PLabs doesn't have time for that (or are you volunteering <wink>?), and it's
unclear that there's significant room for optimization anyway.  There's
really no fat in the current scheme for Python's builtin types or classic
classes, and protocol 2 was mostly about cutting the fat for new-style
classes.  Some of proto 2 is even 2nd- or 3rd-order optimization, such as
minimizing the temp space required when unpickling large lists and dicts,
and implementing iinear-time pickling of Python longs.  The only obvious
waste now seems the production of many useless PUT (including its proto 1
variants) opcodes, but there's no way to stop that without turning pickling
into a multipass process.  Then it costs more pickling time and temp memory
to reduce pickle size and to reduce unpickling time and temp memory by some
unknown amount.  I don't know of any pure wins to be had.
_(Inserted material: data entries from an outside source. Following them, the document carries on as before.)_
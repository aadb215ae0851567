//! Line framing for the camera's telnet shell
//!
//! The shell terminates replies with `\n`, but its prompts (`login:`,
//! `Password:` and the `>` shell prompt) are never newline terminated.
//! The framer therefore returns every complete line, keeps the
//! unterminated tail for the next chunk, and sniffs that tail for a prompt.

use bytes::BytesMut;
use tracing::trace;

use crate::constants::{LOGIN_PROMPT, PASSWORD_PROMPT, SHELL_PROMPT};

/// Prompt recognized in the unterminated tail
#[derive(Debug, Clone, Copy, PartialEq, Eq)]
pub enum Prompt {
    /// `login:` - the shell wants the username
    Username,

    /// `password:` - the shell wants the password
    Password,

    /// `>` - the shell is ready for the next command
    Ready,
}

/// Result of feeding one chunk
#[derive(Debug, Default, Clone, PartialEq, Eq)]
pub struct Framed {
    /// Complete lines, without the `\n`
    pub lines: Vec<String>,

    /// Prompt found in the tail after the lines were taken
    pub prompt: Option<Prompt>,
}

/// Incremental line decoder
#[derive(Debug, Default)]
pub struct LineFramer {
    buffer: BytesMut,
}

impl LineFramer {
    pub fn new() -> Self {
        Self::default()
    }

    /// Unterminated bytes carried over to the next chunk
    pub fn pending(&self) -> &[u8] {
        &self.buffer
    }

    /// Append a chunk and extract what it completes
    ///
    /// Lines are decoded only once their `\n` has arrived, so a UTF-8
    /// sequence split across chunks is never mangled.
    pub fn feed(&mut self, chunk: &[u8]) -> Framed {
        // The carried tail has no newline, only the new bytes need scanning
        let mut offset = self.buffer.len();
        self.buffer.extend_from_slice(chunk);

        let mut framed = Framed::default();

        while let Some(pos) = self.buffer[offset..].iter().position(|&b| b == b'\n') {
            let line = self.buffer.split_to(offset + pos + 1);
            let text = String::from_utf8_lossy(&line[..line.len() - 1]).into_owned();
            trace!("line: {:?}", text);
            framed.lines.push(text);
            offset = 0;
        }

        framed.prompt = detect_prompt(&self.buffer);

        if let Some(prompt) = framed.prompt {
            trace!("prompt {:?} in tail {:?}", prompt, String::from_utf8_lossy(&self.buffer));
            self.buffer.clear();
        }

        framed
    }
}

/// Check the tail for a prompt, `login:` first, then `password:`, then `>`
pub fn detect_prompt(tail: &[u8]) -> Option<Prompt> {
    if tail.is_empty() {
        return None;
    }

    let lowered = tail.to_ascii_lowercase();

    if contains(&lowered, LOGIN_PROMPT) {
        Some(Prompt::Username)
    } else if contains(&lowered, PASSWORD_PROMPT) {
        Some(Prompt::Password)
    } else if contains(&lowered, SHELL_PROMPT) {
        Some(Prompt::Ready)
    } else {
        None
    }
}

fn contains(haystack: &[u8], needle: &[u8]) -> bool {
    haystack.windows(needle.len()).any(|window| window == needle)
}

#[cfg(test)]
mod tests {
    use super::*;
    use pretty_assertions::assert_eq;
    use proptest::prelude::*;

    #[test]
    fn test_complete_lines() {
        let mut framer = LineFramer::new();
        let framed = framer.feed(b"gain 6\r\nred_gain 128\r\n");

        assert_eq!(framed.lines, vec!["gain 6\r", "red_gain 128\r"]);
        assert_eq!(framed.prompt, None);
        assert!(framer.pending().is_empty());
    }

    #[test]
    fn test_partial_line_carried_over() {
        let mut framer = LineFramer::new();

        let first = framer.feed(b"standby: o");
        assert!(first.lines.is_empty());
        assert_eq!(framer.pending(), b"standby: o");

        let second = framer.feed(b"n\r\n");
        assert_eq!(second.lines, vec!["standby: on\r"]);
        assert!(framer.pending().is_empty());
    }

    #[test]
    fn test_prompt_after_lines() {
        let mut framer = LineFramer::new();
        let framed = framer.feed(b"System Version 2.1 RoboSHOT\r\ncamera> ");

        assert_eq!(framed.lines, vec!["System Version 2.1 RoboSHOT\r"]);
        assert_eq!(framed.prompt, Some(Prompt::Ready));
        assert!(framer.pending().is_empty());
    }

    #[test]
    fn test_prompt_priority() {
        assert_eq!(detect_prompt(b"login: "), Some(Prompt::Username));
        assert_eq!(detect_prompt(b"Login:"), Some(Prompt::Username));
        assert_eq!(detect_prompt(b"Password: "), Some(Prompt::Password));
        assert_eq!(detect_prompt(b"PASSWORD:"), Some(Prompt::Password));
        assert_eq!(detect_prompt(b"camera>"), Some(Prompt::Ready));
        // login wins over the shell marker
        assert_eq!(detect_prompt(b"> login:"), Some(Prompt::Username));
        assert_eq!(detect_prompt(b"password:>"), Some(Prompt::Password));
        assert_eq!(detect_prompt(b"login"), None);
        assert_eq!(detect_prompt(b""), None);
    }

    #[test]
    fn test_unmatched_tail_kept() {
        let mut framer = LineFramer::new();

        assert_eq!(framer.feed(b"came").prompt, None);
        assert_eq!(framer.feed(b"ra>").prompt, Some(Prompt::Ready));
        assert!(framer.pending().is_empty());
    }

    #[test]
    fn test_split_utf8_sequence() {
        let mut framer = LineFramer::new();
        let bytes = "caméra\n".as_bytes();

        // split inside the two-byte 'é'
        assert!(framer.feed(&bytes[..4]).lines.is_empty());
        assert_eq!(framer.feed(&bytes[4..]).lines, vec!["caméra"]);
    }

    proptest! {
        #[test]
        fn prop_line_survives_any_split(
            line in "[a-z0-9_ ]{0,40}",
            cuts in proptest::collection::vec(0usize..=42, 0..6),
        ) {
            let input = format!("{}\r\n", line);
            let bytes = input.as_bytes();

            let mut cuts: Vec<usize> = cuts.into_iter().map(|c| c.min(bytes.len())).collect();
            cuts.push(0);
            cuts.push(bytes.len());
            cuts.sort_unstable();
            cuts.dedup();

            let mut framer = LineFramer::new();
            let mut lines = Vec::new();
            for pair in cuts.windows(2) {
                let framed = framer.feed(&bytes[pair[0]..pair[1]]);
                prop_assert_eq!(framed.prompt, None);
                lines.extend(framed.lines);
            }

            prop_assert_eq!(lines, vec![format!("{}\r", line)]);
            prop_assert!(framer.pending().is_empty());
        }
    }
}
//! Locally tracked movement speeds
//!
//! The camera never reports these back, they only shape outgoing
//! movement commands.

use std::ops::RangeInclusive;

/// Movement axis with its own speed setting
#[derive(Debug, Clone, Copy, PartialEq, Eq, Hash)]
pub enum Axis {
    Pan,
    Tilt,
    Zoom,
    Focus,
}

impl Axis {
    /// Speeds accepted by the device for this axis
    pub fn range(self) -> RangeInclusive<u8> {
        match self {
            Self::Pan => 1..=24,
            Self::Tilt => 1..=20,
            Self::Zoom => 1..=7,
            Self::Focus => 1..=8,
        }
    }
}

/// Current speed per axis
#[derive(Debug, Clone, Copy, PartialEq, Eq)]
pub struct Speeds {
    pub pan: u8,
    pub tilt: u8,
    pub zoom: u8,
    pub focus: u8,
}

impl Speeds {
    pub fn get(&self, axis: Axis) -> u8 {
        match axis {
            Axis::Pan => self.pan,
            Axis::Tilt => self.tilt,
            Axis::Zoom => self.zoom,
            Axis::Focus => self.focus,
        }
    }

    /// Set a speed, clamped into the axis range. Returns the stored value.
    pub fn set(&mut self, axis: Axis, speed: u8) -> u8 {
        let range = axis.range();
        let speed = speed.clamp(*range.start(), *range.end());
        *self.slot(axis) = speed;
        speed
    }

    /// Raise a speed by one, saturating at the top of the range
    pub fn step_up(&mut self, axis: Axis) -> u8 {
        let current = self.get(axis);
        self.set(axis, current.saturating_add(1))
    }

    /// Lower a speed by one, saturating at the bottom of the range
    pub fn step_down(&mut self, axis: Axis) -> u8 {
        let current = self.get(axis);
        self.set(axis, current.saturating_sub(1))
    }

    fn slot(&mut self, axis: Axis) -> &mut u8 {
        match axis {
            Axis::Pan => &mut self.pan,
            Axis::Tilt => &mut self.tilt,
            Axis::Zoom => &mut self.zoom,
            Axis::Focus => &mut self.focus,
        }
    }
}

impl Default for Speeds {
    fn default() -> Self {
        Self {
            pan: 12,
            tilt: 10,
            zoom: 3,
            focus: 5,
        }
    }
}

#[cfg(test)]
mod tests {
    use super::*;

    #[test]
    fn test_speed_defaults() {
        let speeds = Speeds::default();
        assert_eq!(speeds.get(Axis::Pan), 12);
        assert_eq!(speeds.get(Axis::Tilt), 10);
        assert_eq!(speeds.get(Axis::Zoom), 3);
        assert_eq!(speeds.get(Axis::Focus), 5);
    }

    #[test]
    fn test_speed_clamping() {
        let mut speeds = Speeds::default();

        assert_eq!(speeds.set(Axis::Pan, 30), 24);
        assert_eq!(speeds.set(Axis::Tilt, 0), 1);
        assert_eq!(speeds.step_up(Axis::Pan), 24);

        speeds.set(Axis::Zoom, 1);
        assert_eq!(speeds.step_down(Axis::Zoom), 1);
        assert_eq!(speeds.step_up(Axis::Zoom), 2);
    }
}
//! Connect, identify the camera and print its state

use std::time::Duration;

use tracing_subscriber::EnvFilter;
use vaddrust::{Camera, ConnectionConfig, SessionState};

#[tokio::main]
async fn main() -> anyhow::Result<()> {
    tracing_subscriber::fmt()
        .with_env_filter(EnvFilter::try_from_default_env().unwrap_or_else(|_| EnvFilter::new("info")))
        .init();

    let host = std::env::var("CAMERA_HOST").unwrap_or_else(|_| "192.168.1.50".to_string());
    let user = std::env::var("CAMERA_USER").unwrap_or_else(|_| "admin".to_string());
    let password = std::env::var("CAMERA_PASSWORD").unwrap_or_else(|_| "password".to_string());

    let config = ConnectionConfig::new(host).with_credentials(user, password);
    let camera = Camera::new(config).spawn()?;

    camera.wait_for(SessionState::Ready, Duration::from_secs(15)).await?;

    if let Some(info) = camera.device_info() {
        println!("{} ({})", info, info.version_line);
    }

    let state = camera.state();
    println!("Standby:    {}", state.standby);
    println!("Auto focus: {}", state.auto_focus);
    println!("Gain:       {}", state.gain);
    println!("Iris:       {}", state.iris);
    println!("LED:        {}", state.led);
    println!("Mute:       {}", state.mute);

    camera.shutdown().await?;

    Ok(())
}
> (after all, you are doing this for Zope's ZODB, right ?)

That's probably Zope Corp's primary interest.  I started whining about it
for the datetime module's objects, which proved *almost* impossible to
pickle efficiently in proto 1.  Lots of stuff was added to proto 2 to
address that.  In the end, though, Guido found a clean way to pickle
datetime module objects under proto 1, at the cost of giving the objects
slightly bizarre __new__ methods.

> ...
> I'm not using that. What I am using are the .save_*()
> and .load_*() method signatures and the .file attribute;
> plus the .disptach table, of course, which I have to update
> after overriding the methods.

Those all still exist, but there's not enough detail here to say much more
than that.  If, for example, you're overriding save_dict(), then of course
you're not going to get the "batching" optimizations implemented in 2.3
pickle.py's save_dict() (these reduce temp space needed when unpickling
large dicts, and produce proto 1 opcodes, so they're of some value even if
you're not using proto 2).